[Start of Attachment]
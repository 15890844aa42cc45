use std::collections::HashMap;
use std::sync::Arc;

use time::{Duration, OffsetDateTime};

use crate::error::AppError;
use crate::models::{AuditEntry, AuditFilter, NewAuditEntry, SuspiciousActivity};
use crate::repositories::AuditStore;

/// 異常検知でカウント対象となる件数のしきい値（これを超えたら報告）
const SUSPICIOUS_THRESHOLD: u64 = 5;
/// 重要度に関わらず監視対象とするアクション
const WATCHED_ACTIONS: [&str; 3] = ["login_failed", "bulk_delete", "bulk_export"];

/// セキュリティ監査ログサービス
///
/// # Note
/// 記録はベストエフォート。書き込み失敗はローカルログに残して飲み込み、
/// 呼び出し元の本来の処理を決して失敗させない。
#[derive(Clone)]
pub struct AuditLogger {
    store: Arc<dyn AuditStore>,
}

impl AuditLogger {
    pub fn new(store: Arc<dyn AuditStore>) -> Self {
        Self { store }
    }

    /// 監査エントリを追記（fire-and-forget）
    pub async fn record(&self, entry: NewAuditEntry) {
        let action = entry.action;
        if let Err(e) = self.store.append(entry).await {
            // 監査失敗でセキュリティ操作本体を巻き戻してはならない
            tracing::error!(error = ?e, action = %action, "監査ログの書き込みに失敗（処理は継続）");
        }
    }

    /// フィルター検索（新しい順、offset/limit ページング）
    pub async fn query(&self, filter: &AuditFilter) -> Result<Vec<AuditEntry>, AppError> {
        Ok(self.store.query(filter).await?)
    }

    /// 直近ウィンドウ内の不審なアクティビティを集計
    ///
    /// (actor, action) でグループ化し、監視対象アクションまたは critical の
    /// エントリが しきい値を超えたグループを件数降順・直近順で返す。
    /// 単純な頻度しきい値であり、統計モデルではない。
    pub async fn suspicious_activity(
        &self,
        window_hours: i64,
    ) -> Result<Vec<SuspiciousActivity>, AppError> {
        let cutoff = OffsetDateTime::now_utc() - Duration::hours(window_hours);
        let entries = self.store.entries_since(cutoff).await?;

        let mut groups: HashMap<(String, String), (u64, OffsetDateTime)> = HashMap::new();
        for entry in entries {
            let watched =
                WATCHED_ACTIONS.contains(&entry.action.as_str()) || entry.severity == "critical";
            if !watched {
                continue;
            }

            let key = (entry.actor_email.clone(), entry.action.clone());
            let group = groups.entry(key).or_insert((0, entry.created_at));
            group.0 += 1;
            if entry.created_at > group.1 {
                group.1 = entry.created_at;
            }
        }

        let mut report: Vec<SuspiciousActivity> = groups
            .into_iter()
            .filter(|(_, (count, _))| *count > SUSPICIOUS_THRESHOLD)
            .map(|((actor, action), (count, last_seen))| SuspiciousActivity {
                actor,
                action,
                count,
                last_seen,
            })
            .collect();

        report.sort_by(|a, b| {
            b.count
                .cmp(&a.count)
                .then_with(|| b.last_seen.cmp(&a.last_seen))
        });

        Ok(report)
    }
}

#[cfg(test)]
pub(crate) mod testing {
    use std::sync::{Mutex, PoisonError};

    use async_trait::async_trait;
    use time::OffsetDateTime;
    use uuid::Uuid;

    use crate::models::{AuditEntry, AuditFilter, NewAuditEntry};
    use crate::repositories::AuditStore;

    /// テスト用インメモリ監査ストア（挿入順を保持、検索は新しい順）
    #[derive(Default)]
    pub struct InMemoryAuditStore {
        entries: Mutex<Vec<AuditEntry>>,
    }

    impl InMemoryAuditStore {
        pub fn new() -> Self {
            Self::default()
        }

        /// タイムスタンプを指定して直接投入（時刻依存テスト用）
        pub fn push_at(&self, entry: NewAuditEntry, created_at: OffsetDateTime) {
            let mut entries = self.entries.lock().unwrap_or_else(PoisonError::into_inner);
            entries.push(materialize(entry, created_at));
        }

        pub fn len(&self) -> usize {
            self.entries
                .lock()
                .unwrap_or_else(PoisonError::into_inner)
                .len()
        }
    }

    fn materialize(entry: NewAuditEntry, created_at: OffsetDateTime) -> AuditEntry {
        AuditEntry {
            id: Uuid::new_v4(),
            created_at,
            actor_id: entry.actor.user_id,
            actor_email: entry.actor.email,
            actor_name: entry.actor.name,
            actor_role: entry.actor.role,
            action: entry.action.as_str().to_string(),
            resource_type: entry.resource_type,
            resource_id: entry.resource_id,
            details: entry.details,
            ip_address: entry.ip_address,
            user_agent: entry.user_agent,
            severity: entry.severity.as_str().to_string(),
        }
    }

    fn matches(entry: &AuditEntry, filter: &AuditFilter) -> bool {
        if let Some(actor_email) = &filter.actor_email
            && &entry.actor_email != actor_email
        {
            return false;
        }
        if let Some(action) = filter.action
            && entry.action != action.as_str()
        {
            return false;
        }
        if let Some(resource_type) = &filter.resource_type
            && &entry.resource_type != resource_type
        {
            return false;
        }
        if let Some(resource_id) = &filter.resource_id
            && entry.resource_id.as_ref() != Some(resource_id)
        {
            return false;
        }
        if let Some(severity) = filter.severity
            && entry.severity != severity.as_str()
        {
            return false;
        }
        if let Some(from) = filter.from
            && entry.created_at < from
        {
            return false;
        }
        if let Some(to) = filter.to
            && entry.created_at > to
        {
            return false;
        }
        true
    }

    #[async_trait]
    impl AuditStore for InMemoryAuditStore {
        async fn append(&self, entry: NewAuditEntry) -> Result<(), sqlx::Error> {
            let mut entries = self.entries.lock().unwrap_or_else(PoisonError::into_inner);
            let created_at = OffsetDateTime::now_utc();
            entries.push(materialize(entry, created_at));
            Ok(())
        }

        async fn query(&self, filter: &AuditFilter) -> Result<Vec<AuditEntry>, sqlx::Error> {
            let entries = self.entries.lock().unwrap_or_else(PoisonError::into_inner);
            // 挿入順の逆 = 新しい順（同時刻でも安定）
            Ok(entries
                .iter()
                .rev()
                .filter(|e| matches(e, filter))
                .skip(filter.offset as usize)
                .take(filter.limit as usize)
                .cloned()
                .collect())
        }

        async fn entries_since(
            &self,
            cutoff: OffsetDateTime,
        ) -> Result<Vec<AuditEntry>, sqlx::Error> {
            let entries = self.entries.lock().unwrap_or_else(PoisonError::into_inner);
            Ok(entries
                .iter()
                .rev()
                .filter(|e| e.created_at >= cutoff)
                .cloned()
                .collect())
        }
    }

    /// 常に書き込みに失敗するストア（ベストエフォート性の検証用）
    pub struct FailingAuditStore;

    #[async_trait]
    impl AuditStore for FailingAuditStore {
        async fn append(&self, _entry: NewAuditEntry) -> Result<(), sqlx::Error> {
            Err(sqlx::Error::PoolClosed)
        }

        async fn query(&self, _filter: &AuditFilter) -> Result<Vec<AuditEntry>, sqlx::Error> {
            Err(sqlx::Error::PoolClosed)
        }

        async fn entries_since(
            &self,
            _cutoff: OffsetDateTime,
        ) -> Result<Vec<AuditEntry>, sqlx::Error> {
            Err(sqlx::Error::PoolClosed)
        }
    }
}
[End of Attachment]
Return all of the entries exactly as they were supplied.

repository 15890844aa42cc45
use std::collections::HashMap;
use std::sync::Arc;

use time::{Duration, OffsetDateTime};

use crate::error::AppError;
use crate::models::{AuditEntry, AuditFilter, NewAuditEntry, SuspiciousActivity};
use crate::repositories::AuditStore;

/// 異常検知でカウント対象となる件数のしきい値（これを超えたら報告）
const SUSPICIOUS_THRESHOLD: u64 = 5;
/// 重要度に関わらず監視対象とするアクション
const WATCHED_ACTIONS: [&str; 3] = ["login_failed", "bulk_delete", "bulk_export"];

/// セキュリティ監査ログサービス
///
/// # Note
/// 記録はベストエフォート。書き込み失敗はローカルログに残して飲み込み、
/// 呼び出し元の本来の処理を決して失敗させない。
#[derive(Clone)]
pub struct AuditLogger {
    store: Arc<dyn AuditStore>,
}

impl AuditLogger {
    pub fn new(store: Arc<dyn AuditStore>) -> Self {
        Self { store }
    }

    /// 監査エントリを追記（fire-and-forget）
    pub async fn record(&self, entry: NewAuditEntry) {
        let action = entry.action;
        if let Err(e) = self.store.append(entry).await {
            // 監査失敗でセキュリティ操作本体を巻き戻してはならない
            tracing::error!(error = ?e, action = %action, "監査ログの書き込みに失敗（処理は継続）");
        }
    }

    /// フィルター検索（新しい順、offset/limit ページング）
    pub async fn query(&self, filter: &AuditFilter) -> Result<Vec<AuditEntry>, AppError> {
        Ok(self.store.query(filter).await?)
    }

    /// 直近ウィンドウ内の不審なアクティビティを集計
    ///
    /// (actor, action) でグループ化し、監視対象アクションまたは critical の
    /// エントリが しきい値を超えたグループを件数降順・直近順で返す。
    /// 単純な頻度しきい値であり、統計モデルではない。
    pub async fn suspicious_activity(
        &self,
        window_hours: i64,
    ) -> Result<Vec<SuspiciousActivity>, AppError> {
        let cutoff = OffsetDateTime::now_utc() - Duration::hours(window_hours);
        let entries = self.store.entries_since(cutoff).await?;

        let mut groups: HashMap<(String, String), (u64, OffsetDateTime)> = HashMap::new();
        for entry in entries {
            let watched =
                WATCHED_ACTIONS.contains(&entry.action.as_str()) || entry.severity == "critical";
            if !watched {
                continue;
            }

            let key = (entry.actor_email.clone(), entry.action.clone());
            let group = groups.entry(key).or_insert((0, entry.created_at));
            group.0 += 1;
            if entry.created_at > group.1 {
                group.1 = entry.created_at;
            }
        }

        let mut report: Vec<SuspiciousActivity> = groups
            .into_iter()
            .filter(|(_, (count, _))| *count > SUSPICIOUS_THRESHOLD)
            .map(|((actor, action), (count, last_seen))| SuspiciousActivity {
                actor,
                action,
                count,
                last_seen,
            })
            .collect();

        report.sort_by(|a, b| {
            b.count
                .cmp(&a.count)
                .then_with(|| b.last_seen.cmp(&a.last_seen))
        });

        Ok(report)
    }
}

#[cfg(test)]
pub(crate) mod testing {
    use std::sync::{Mutex, PoisonError};

    use async_trait::async_trait;
    use time::OffsetDateTime;
    use uuid::Uuid;

    use crate::models::{AuditEntry, AuditFilter, NewAuditEntry};
    use crate::repositories::AuditStore;

    /// テスト用インメモリ監査ストア（挿入順を保持、検索は新しい順）
    #[derive(Default)]
    pub struct InMemoryAuditStore {
        entries: Mutex<Vec<AuditEntry>>,
    }

    impl InMemoryAuditStore {
        pub fn new() -> Self {
            Self::default()
        }

        /// タイムスタンプを指定して直接投入（時刻依存テスト用）
        pub fn push_at(&self, entry: NewAuditEntry, created_at: OffsetDateTime) {
            let mut entries = self.entries.lock().unwrap_or_else(PoisonError::into_inner);
            entries.push(materialize(entry, created_at));
        }

        pub fn len(&self) -> usize {
            self.entries
                .lock()
                .unwrap_or_else(PoisonError::into_inner)
                .len()
        }
    }

    fn materialize(entry: NewAuditEntry, created_at: OffsetDateTime) -> AuditEntry {
        AuditEntry {
            id: Uuid::new_v4(),
            created_at,
            actor_id: entry.actor.user_id,
            actor_email: entry.actor.email,
            actor_name: entry.actor.name,
            actor_role: entry.actor.role,
            action: entry.action.as_str().to_string(),
            resource_type: entry.resource_type,
            resource_id: entry.resource_id,
            details: entry.details,
            ip_address: entry.ip_address,
            user_agent: entry.user_agent,
            severity: entry.severity.as_str().to_string(),
        }
    }

    fn matches(entry: &AuditEntry, filter: &AuditFilter) -> bool {
        if let Some(actor_email) = &filter.actor_email
            && &entry.actor_email != actor_email
        {
            return false;
        }
        if let Some(action) = filter.action
            && entry.action != action.as_str()
        {
            return false;
        }
        if let Some(resource_type) = &filter.resource_type
            && &entry.resource_type != resource_type
        {
            return false;
        }
        if let Some(resource_id) = &filter.resource_id
            && entry.resource_id.as_ref() != Some(resource_id)
        {
            return false;
        }
        if let Some(severity) = filter.severity
            && entry.severity != severity.as_str()
        {
            return false;
        }
        if let Some(from) = filter.from
            && entry.created_at < from
        {
            return false;
        }
        if let Some(to) = filter.to
            && entry.created_at > to
        {
            return false;
        }
        true
    }

    #[async_trait]
    impl AuditStore for InMemoryAuditStore {
        async fn append(&self, entry: NewAuditEntry) -> Result<(), sqlx::Error> {
            let mut entries = self.entries.lock().unwrap_or_else(PoisonError::into_inner);
            let created_at = OffsetDateTime::now_utc();
            entries.push(materialize(entry, created_at));
            Ok(())
        }

        async fn query(&self, filter: &AuditFilter) -> Result<Vec<AuditEntry>, sqlx::Error> {
            let entries = self.entries.lock().unwrap_or_else(PoisonError::into_inner);
            // 挿入順の逆 = 新しい順（同時刻でも安定）
            Ok(entries
                .iter()
                .rev()
                .filter(|e| matches(e, filter))
                .skip(filter.offset as usize)
                .take(filter.limit as usize)
                .cloned()
                .collect())
        }

        async fn entries_since(
            &self,
            cutoff: OffsetDateTime,
        ) -> Result<Vec<AuditEntry>, sqlx::Error> {
            let entries = self.entries.lock().unwrap_or_else(PoisonError::into_inner);
            Ok(entries
                .iter()
                .rev()
                .filter(|e| e.created_at >= cutoff)
                .cloned()
                .collect())
        }
    }

    /// 常に書き込みに失敗するストア（ベストエフォート性の検証用）
    pub struct FailingAuditStore;

    #[async_trait]
    impl AuditStore for FailingAuditStore {
        async fn append(&self, _entry: NewAuditEntry) -> Result<(), sqlx::Error> {
            Err(sqlx::Error::PoolClosed)
        }

        async fn query(&self, _filter: &AuditFilter) -> Result<Vec<AuditEntry>, sqlx::Error> {
            Err(sqlx::Error::PoolClosed)
        }

        async fn entries_since(
            &self,
            _cutoff: OffsetDateTime,
        ) -> Result<Vec<AuditEntry>, sqlx::Error> {
            Err(sqlx::Error::PoolClosed)
        }
    }
}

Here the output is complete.